Saved entries —
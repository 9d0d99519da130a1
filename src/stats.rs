//! Hit/miss statistics shared by the memory store and the page cache

use serde::{Deserialize, Serialize};
use std::fmt;

/// Counters kept by a store or page cache instance
#[derive(Debug, Clone, Serialize, Deserialize, Default, PartialEq, Eq)]
pub struct CacheStats {
    /// Lookups answered from stored data
    pub hits: u64,

    /// Lookups that found nothing usable
    pub misses: u64,

    /// Number of keys currently held
    pub entries: usize,

    /// Number of entries dropped because their TTL elapsed
    pub evictions_ttl: u64,

    /// Number of origin fetches that failed
    pub fetch_failures: u64,
}

impl CacheStats {
    pub fn lookups(&self) -> u64 {
        self.hits + self.misses
    }

    /// Fraction of lookups that hit, in `0.0..=1.0`; `None` before any lookup
    pub fn hit_ratio(&self) -> Option<f64> {
        match self.lookups() {
            0 => None,
            n => Some(self.hits as f64 / n as f64),
        }
    }
}

impl fmt::Display for CacheStats {
    fn fmt(&self, f: &mut fmt::Formatter<'_>) -> fmt::Result {
        write!(f, "{} hits / {} misses", self.hits, self.misses)?;
        if let Some(ratio) = self.hit_ratio() {
            write!(f, " ({:.1}% hit)", ratio * 100.0)?;
        }
        write!(
            f,
            ", {} entries, {} expired, {} failed fetches",
            self.entries, self.evictions_ttl, self.fetch_failures
        )
    }
}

EXERCISE DETAILS — Which lines of the entries above contain the word "Number"? Copy each of them.

REPLY TO THE EXERCISE —
    /// Number of keys currently held
    /// Number of entries dropped because their TTL elapsed
    /// Number of origin fetches that failed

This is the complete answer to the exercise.